Once these tasks are accomplished, all downstream processing is documented in the axslFont API. In general, this consists of using the FontConsumer for font selection, which returns a FontUse instance. The FontUse is then used to obtain font metrics, encoding, embedding, etc.

Here is some sample bootstrap code:

// Instantiate the server
Log logger = org.foray.common.Logging.makeDefaultLogger();
FOrayFontServer server = new FOrayFontServer(logger);

// Set the base URL for physical font files.
java.net.URL baseFontURL = someURL;
server.setBaseFontURL(baseFontURL);

// Set a resolver to be used when parsing the font-configuration
org.xml.sax.EntityResolver resolver = someResolver;
server.setEntityResolver(resolver);

// Set up default fonts and read the font-configuration.
java.net.URL fontConfigURL = anotherURL;
server.setup(fontConfigURL, null);

Troubleshooting System Fonts

If your application is not getting the SystemFont returned that you think it should, check the following:

  • Make sure that the font-configuration <server> element has the attribute setup-system-fonts="true".
  • Make sure that the font-configuration <font> element has the system-name attribute set to the correct name by which Java knows the font. A list of the system font families can be obtained from the method FontServer.getSystemFontFamilyList().
  • Make sure that the FontConsumer method isUsingSystemFonts() returns "true".

Class Hierarchy

The following crude diagram shows the relationship between various components of the font system, and provides a brief overview of the data structure:

                    =================
                    |  FontServer   |
                    =================
                            |
                            |
        -----------------------------------------
        |                                       |
        |                                       |
=================                      =================
|     Font      |                      | FontConsumer  |
=================                      =================
        |                                       |
        |                                       |
        -----------------------------------------
                            |
                            |
                    =================
                    | ConsumerFont  |
                    =================
                            |
=================           |
|   Encoding    |-----------|
=================           |
                            |
                            |
                    =================
                    |    FontUse    |
                    =================
                            |
                            |
        -----------------------------------------
        |                   |                   |
        |                   |                   |
=================   =================   =================
|  FontOutput   |   |  FontOutput   |   |  FontOutput   |
=================   =================   =================

For simplicity, the diagram above uses the aXSL interface names, with the exception of ConsumerFont, which has no counterpart in aXSL.

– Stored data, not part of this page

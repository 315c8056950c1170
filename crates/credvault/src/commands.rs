// SPDX-FileCopyrightText: 2026 Credvault Contributors
// SPDX-License-Identifier: MIT OR Apache-2.0

//! Subcommand implementations over a SQLite-backed vault.

use std::sync::Arc;

use credvault_config::CredvaultConfig;
use credvault_core::VaultError;
use credvault_storage::SqliteBlobStore;
use credvault_vault::strength::{self, PasswordStrength};
use credvault_vault::{
    ServiceSummary, VaultSettings, VaultStore, get_new_vault_passphrase, get_vault_passphrase,
    get_vault_passphrase_with_confirm, mask_secret, read_secret_value,
};
use secrecy::ExposeSecret;
use tracing::debug;

use crate::Commands;
use crate::status;

/// An open vault and the database it lives in.
struct Session {
    vault: VaultStore,
    db: Arc<SqliteBlobStore>,
}

impl Session {
    async fn open(config: &CredvaultConfig) -> Result<Self, VaultError> {
        let path = &config.storage.database_path;
        debug!(path = %path, "opening vault database");
        let db = Arc::new(SqliteBlobStore::open(path).await?);
        let vault = VaultStore::new(db.clone(), VaultSettings::from(config));
        Ok(Self { vault, db })
    }

    /// Open and unlock with the master password.
    async fn unlocked(config: &CredvaultConfig) -> Result<Self, VaultError> {
        let session = Self::open(config).await?;
        if !session.vault.is_initialized().await? {
            return Err(VaultError::NotInitialized);
        }
        let password = get_vault_passphrase()?;
        session.vault.unlock(&password).await?;
        Ok(session)
    }

    async fn close(self) -> Result<(), VaultError> {
        self.vault.lock().await;
        self.db.close().await
    }
}

/// Run one subcommand to completion.
pub async fn run(command: Commands, config: &CredvaultConfig) -> Result<(), VaultError> {
    match command {
        Commands::Init => init(config).await,
        Commands::Set { service_id } => set(config, &service_id).await,
        Commands::Get { service_id, reveal } => get(config, &service_id, reveal).await,
        Commands::List => list(config).await,
        Commands::Remove { service_id } => remove(config, &service_id).await,
        Commands::Rotate => rotate(config).await,
        Commands::Clear { yes } => clear(config, yes).await,
        Commands::Status { json, plain } => status::run_status(config, json, plain).await,
    }
}

async fn init(config: &CredvaultConfig) -> Result<(), VaultError> {
    let session = Session::open(config).await?;
    if session.vault.is_initialized().await? {
        return Err(VaultError::AlreadyInitialized);
    }

    let password = get_vault_passphrase_with_confirm("New master password")?;
    session.vault.initialize(&password).await?;
    let rating = PasswordStrength::from_score(strength::score(password.expose_secret()));

    println!(
        "Vault created at {} (password strength: {}).",
        config.storage.database_path,
        rating.description()
    );
    session.close().await
}

async fn set(config: &CredvaultConfig, service_id: &str) -> Result<(), VaultError> {
    let session = Session::unlocked(config).await?;
    let value = read_secret_value(&format!("Secret for {service_id}"))?;
    session.vault.store_secret(service_id, &value).await?;

    println!("Stored secret for {service_id}.");
    session.close().await
}

async fn get(config: &CredvaultConfig, service_id: &str, reveal: bool) -> Result<(), VaultError> {
    let session = Session::unlocked(config).await?;
    let value = session.vault.get_secret(service_id).await?;

    if reveal {
        println!("{}", value.expose_secret());
    } else {
        println!("{service_id}: {}", mask_secret(value.expose_secret()));
    }
    session.close().await
}

async fn list(config: &CredvaultConfig) -> Result<(), VaultError> {
    let session = Session::unlocked(config).await?;
    let services = session.vault.list_services().await?;

    if services.is_empty() {
        println!("No secrets stored.");
    } else {
        print!("{}", format_listing(&services));
    }
    session.close().await
}

async fn remove(config: &CredvaultConfig, service_id: &str) -> Result<(), VaultError> {
    let session = Session::unlocked(config).await?;
    session.vault.remove_secret(service_id).await?;

    println!("Removed secret for {service_id}.");
    session.close().await
}

async fn rotate(config: &CredvaultConfig) -> Result<(), VaultError> {
    let session = Session::open(config).await?;
    if !session.vault.is_initialized().await? {
        return Err(VaultError::NotInitialized);
    }

    let old_password = get_vault_passphrase()?;
    let new_password = get_new_vault_passphrase()?;
    let report = session.vault.rotate(&old_password, &new_password).await?;

    println!(
        "Master password rotated ({} secret(s) re-encrypted, rotation #{}).",
        report.records_rotated, report.rotation_count
    );
    session.close().await
}

async fn clear(config: &CredvaultConfig, yes: bool) -> Result<(), VaultError> {
    if !yes {
        return Err(VaultError::Config(
            "refusing to destroy the vault without --yes".to_string(),
        ));
    }

    let session = Session::open(config).await?;
    session.vault.clear().await?;

    println!("Vault cleared.");
    session.close().await
}

/// A next step for errors the user can fix by retrying.
pub fn error_hint(err: &VaultError) -> Option<String> {
    if !err.is_recoverable() {
        return None;
    }
    let hint = match err {
        VaultError::WeakPassword { required, .. } => {
            format!("use a longer password mixing character classes (score {required}+)")
        }
        VaultError::InvalidPassword => "check the master password and try again".to_string(),
        VaultError::Locked { until } => format!(
            "wait until {} before the next attempt",
            until.format("%Y-%m-%d %H:%M:%S UTC")
        ),
        VaultError::NotFound(_) => "run `credvault list` to see stored services".to_string(),
        VaultError::InvalidServiceId(_) => {
            "service ids are lowercase ASCII letters, digits, `-`, `_` or `.`".to_string()
        }
        VaultError::InvalidFormat { service_id, .. } => {
            format!("re-check the value for {service_id}, it was not stored")
        }
        _ => return None,
    };
    Some(hint)
}

fn format_listing(services: &[ServiceSummary]) -> String {
    let width = services
        .iter()
        .map(|s| s.service_id.len())
        .max()
        .unwrap_or(0)
        .max("SERVICE".len());

    let mut out = format!("{:<width$}  {:<13}  VERSION\n", "SERVICE", "CLASS");
    for service in services {
        out.push_str(&format!(
            "{:<width$}  {:<13}  {}\n",
            service.service_id,
            service.class.to_string(),
            service.record_version
        ));
    }
    out
}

FontServer knows about all registered fonts, and knows how to create FontConsumer instances, and helps FontConsumers select fonts. FontConsumer handles the font needs for one document that is being processed. It is responsible for font selection and for keeping track of which fonts have been used by a document. The combination of one Font used by one FontConsumer is a ConsumerFont. ConsumerFont is responsible to keep track of subsetting for that unique combination. The combination of one ConsumerFont and one Encoding is a FontUse. This concept is important in order to fully support single-byte fonts, which often have more characters than 8 bits access. FOray provides access to all characters in such fonts, by allowing the font to be encoded more than one way, and it keeps track of such various encodings through the FontUse. A given FontUse can then create one or more FontOutput instances which are helpers providing output-specific information about a given FontUse.